The world of thug culture has its own perverse equivalent, in which middle-class men with minor legal transgressions exaggerate their bad behavior, claiming to be hard-core degenerates to impress youngsters looking for outlaw role models. In this destructive environment, the more violent and predatory you are, the more heroic you seem.

That helps to explain why a metro Atlanta hip-hop star known as Akon wove a tall tale of malevolence and criminality, claiming to have spent three years in prison for running a “notorious car theft operation,” a story he’s been telling for years. In fact, he has apparently never served hard prison time. The Smoking Gun Web site recently exposed Akon as a thug wannabe, a “James Frey with … an American Music Award.”
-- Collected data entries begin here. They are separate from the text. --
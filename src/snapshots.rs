//! Snapshot lifecycle operations against one cluster node.
//!
//! Management calls (list/create/delete) go to the node's control-plane
//! endpoint, downloads to its data-plane endpoint. The access credential
//! rides along as the `api-key` header on every request.

use std::io;
use std::net::Ipv4Addr;

use async_trait::async_trait;
use bytes::Bytes;
use futures::stream::BoxStream;
use futures::TryStreamExt;
use reqwest::{Client, Response, Url};
use serde::Deserialize;

use crate::error::{BackupError, Result};

/// Header carrying the access credential.
const API_KEY_HEADER: &str = "api-key";

/// Byte stream of a snapshot download.
pub type SnapshotStream = BoxStream<'static, io::Result<Bytes>>;

/// One snapshot as reported by the service.
#[derive(Debug, Clone, Deserialize)]
pub struct SnapshotDescription {
    /// Server-assigned snapshot name.
    pub name: String,
    /// Size in bytes, when the service reports it.
    #[serde(default)]
    pub size: Option<u64>,
    /// Creation timestamp, when the service reports it.
    #[serde(default)]
    pub creation_time: Option<String>,
}

/// Snapshot management surface of a single node.
#[async_trait]
pub trait SnapshotApi: Send + Sync {
    /// All snapshots currently held for `collection` on this node.
    async fn list_snapshots(&self, collection: &str) -> Result<Vec<SnapshotDescription>>;

    /// Request a new snapshot of `collection`; the service picks the name.
    async fn create_snapshot(&self, collection: &str) -> Result<SnapshotDescription>;

    /// Delete one named snapshot of `collection`.
    async fn delete_snapshot(&self, collection: &str, snapshot: &str) -> Result<()>;

    /// Open a byte stream for one named snapshot of `collection`.
    async fn download_snapshot(&self, collection: &str, snapshot: &str) -> Result<SnapshotStream>;
}

/// Delete every snapshot of `collection` on the node behind `api`.
///
/// Deletion stops at the first failure; snapshots removed before that
/// point stay removed.
pub async fn remove_all_snapshots(api: &dyn SnapshotApi, collection: &str) -> Result<()> {
    let snapshots = api.list_snapshots(collection).await?;
    for snapshot in snapshots {
        api.delete_snapshot(collection, &snapshot.name).await?;
    }

    Ok(())
}

/// JSON envelope wrapping every management response.
#[derive(Debug, Deserialize)]
struct ApiResponse<T> {
    result: T,
}

/// `SnapshotApi` over the node's HTTP API.
pub struct HttpSnapshotApi {
    http: Client,
    control_base: Url,
    data_base: Url,
    api_key: String,
}

impl HttpSnapshotApi {
    pub fn new(http: Client, control_base: Url, data_base: Url, api_key: String) -> Self {
        Self {
            http,
            control_base,
            data_base,
            api_key,
        }
    }

    /// Handle for a discovered member address with well-known ports.
    pub fn for_address(
        http: Client,
        address: Ipv4Addr,
        control_port: u16,
        data_port: u16,
        api_key: &str,
    ) -> Result<Self> {
        let control_base = Url::parse(&format!("http://{address}:{control_port}"))
            .map_err(|e| BackupError::Config(format!("invalid control-plane URL for {address}: {e}")))?;
        let data_base = Url::parse(&format!("http://{address}:{data_port}"))
            .map_err(|e| BackupError::Config(format!("invalid data-plane URL for {address}: {e}")))?;

        Ok(Self::new(http, control_base, data_base, api_key.to_string()))
    }

    fn join(base: &Url, path: &str) -> Result<Url> {
        base.join(path)
            .map_err(|e| BackupError::Api(format!("invalid URL `{path}`: {e}")))
    }
}

/// Fail on a non-success status, keeping a snippet of the response body.
async fn expect_success(response: Response, step: &str, collection: &str) -> Result<Response> {
    let status = response.status();
    if status.is_success() {
        return Ok(response);
    }

    let mut body = response.text().await.unwrap_or_default();
    body.truncate(256);
    Err(BackupError::Api(format!(
        "could not {step} for `{collection}`: {status}: {body}"
    )))
}

#[async_trait]
impl SnapshotApi for HttpSnapshotApi {
    async fn list_snapshots(&self, collection: &str) -> Result<Vec<SnapshotDescription>> {
        let url = Self::join(&self.control_base, &format!("collections/{collection}/snapshots"))?;
        let response = self
            .http
            .get(url)
            .header(API_KEY_HEADER, &self.api_key)
            .send()
            .await
            .map_err(|e| {
                BackupError::Api(format!("could not list snapshots for `{collection}`: {e}"))
            })?;
        let response = expect_success(response, "list snapshots", collection).await?;

        let body: ApiResponse<Vec<SnapshotDescription>> = response.json().await.map_err(|e| {
            BackupError::Api(format!("could not decode snapshot list for `{collection}`: {e}"))
        })?;

        Ok(body.result)
    }

    async fn create_snapshot(&self, collection: &str) -> Result<SnapshotDescription> {
        let url = Self::join(&self.control_base, &format!("collections/{collection}/snapshots"))?;
        let response = self
            .http
            .post(url)
            .header(API_KEY_HEADER, &self.api_key)
            .send()
            .await
            .map_err(|e| {
                BackupError::Api(format!("could not create snapshot for `{collection}`: {e}"))
            })?;
        let response = expect_success(response, "create snapshot", collection).await?;

        let body: ApiResponse<SnapshotDescription> = response.json().await.map_err(|e| {
            BackupError::Api(format!(
                "could not decode created snapshot for `{collection}`: {e}"
            ))
        })?;

        Ok(body.result)
    }

    async fn delete_snapshot(&self, collection: &str, snapshot: &str) -> Result<()> {
        let url = Self::join(
            &self.control_base,
            &format!("collections/{collection}/snapshots/{snapshot}"),
        )?;
        let response = self
            .http
            .delete(url)
            .header(API_KEY_HEADER, &self.api_key)
            .send()
            .await
            .map_err(|e| {
                BackupError::Api(format!(
                    "could not delete snapshot `{snapshot}` for `{collection}`: {e}"
                ))
            })?;
        expect_success(response, "delete snapshot", collection).await?;

        Ok(())
    }

    async fn download_snapshot(&self, collection: &str, snapshot: &str) -> Result<SnapshotStream> {
        let url = Self::join(
            &self.data_base,
            &format!("collections/{collection}/snapshots/{snapshot}"),
        )?;
        let response = self
            .http
            .get(url)
            .header(API_KEY_HEADER, &self.api_key)
            .send()
            .await
            .map_err(|e| {
                BackupError::Download(format!(
                    "could not download snapshot `{snapshot}` of `{collection}`: {e}"
                ))
            })?;
        let status = response.status();
        if !status.is_success() {
            return Err(BackupError::Download(format!(
                "could not download snapshot `{snapshot}` of `{collection}`: {status}"
            )));
        }

        let stream = response
            .bytes_stream()
            .map_err(|e| io::Error::new(io::ErrorKind::Other, e));

        Ok(Box::pin(stream))
    }
}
American popular culture has always had a tendency to romanticize hoodlums, whether Al Capone, Bonnie and Clyde or Tony Soprano. But the hip-hop world’s celebration of savage violence, educational failure and misogyny has been one of the worst influences on American youth, especially black youth, in decades. If you want to ruin a nation, a society or an ethnic group, persuade its members that the highest form of achievement is committing crimes.

Even before the 1980s, when gangsta rap oozed out of downtrodden black neighborhoods, too many black men were marginalized — unlettered, unemployed, imprisoned. They were already the victims of a fratricidal cycle of violence. They were already disproportionately fathers in absentia, divorced from the lives of their children, providing neither material support nor moral guidance.

Indeed, the baggy britches that are now de rigueur in hip-hop circles grew out of jail rituals. When men are arrested, their belts are confiscated, so their trousers tend to droop. It’s from that unfortunate facet of ghetto life that the ubiquitous sagging pants were launched.

Proponents of hard-core hip-hop claim that it is an artistic genre that merely reflects those unfortunate realities of underclass black life; they tout it as a pure form of folk art (in its original meaning, arising from the folk or common people). Countless books and dissertations have disseminated that view.

But folk art has never been so popular — or lucrative. The worst of gangsta rap has not merely reflected behavior but has also inspired it, much of it lawless and destructive. Its lyrics are paeans to murder and mayhem. It celebrates an outlaw culture that disrespects women, mocks middle-class values and preaches against any cooperation with police in catching criminals.

That’s why Akon, whose real name is Aliaune Thiam, made up a criminal history, claiming that he was a carjacker who owned chop shops but was finally brought down because jealous underlings ratted him out. You gain respect in thug culture — and millions of dollars in record and ring tone sales — only if you’re a bona fide thug.

In fact, Akon’s longest stint behind bars seems to have been five months in the DeKalb County jail on a stolen car charge that was later dropped, according to Smoking Gun. The son of Senegalese jazz percussionist Mor Thiam, he grew up in a middle-class home, spending time in Senegal and New Jersey before moving to an Atlanta suburb.

If black men such as Thiam enthusiastically abandon a passable reputation for the notoriety of a prison record, then black America is in serious trouble. If it is better to be an outlaw than to be a teacher or a chemist or an accountant, then young black men will continue to go to prison in record numbers. If it is more acceptable to be violent and reckless than to be a responsible father and husband, then marriage will continue to decline in black communities.

While racism remains a potent force in American life, it doesn’t hold the malignant power of gangsta culture. The upside-down value system represented by Akon’s fabrications is helping to destroy a generation.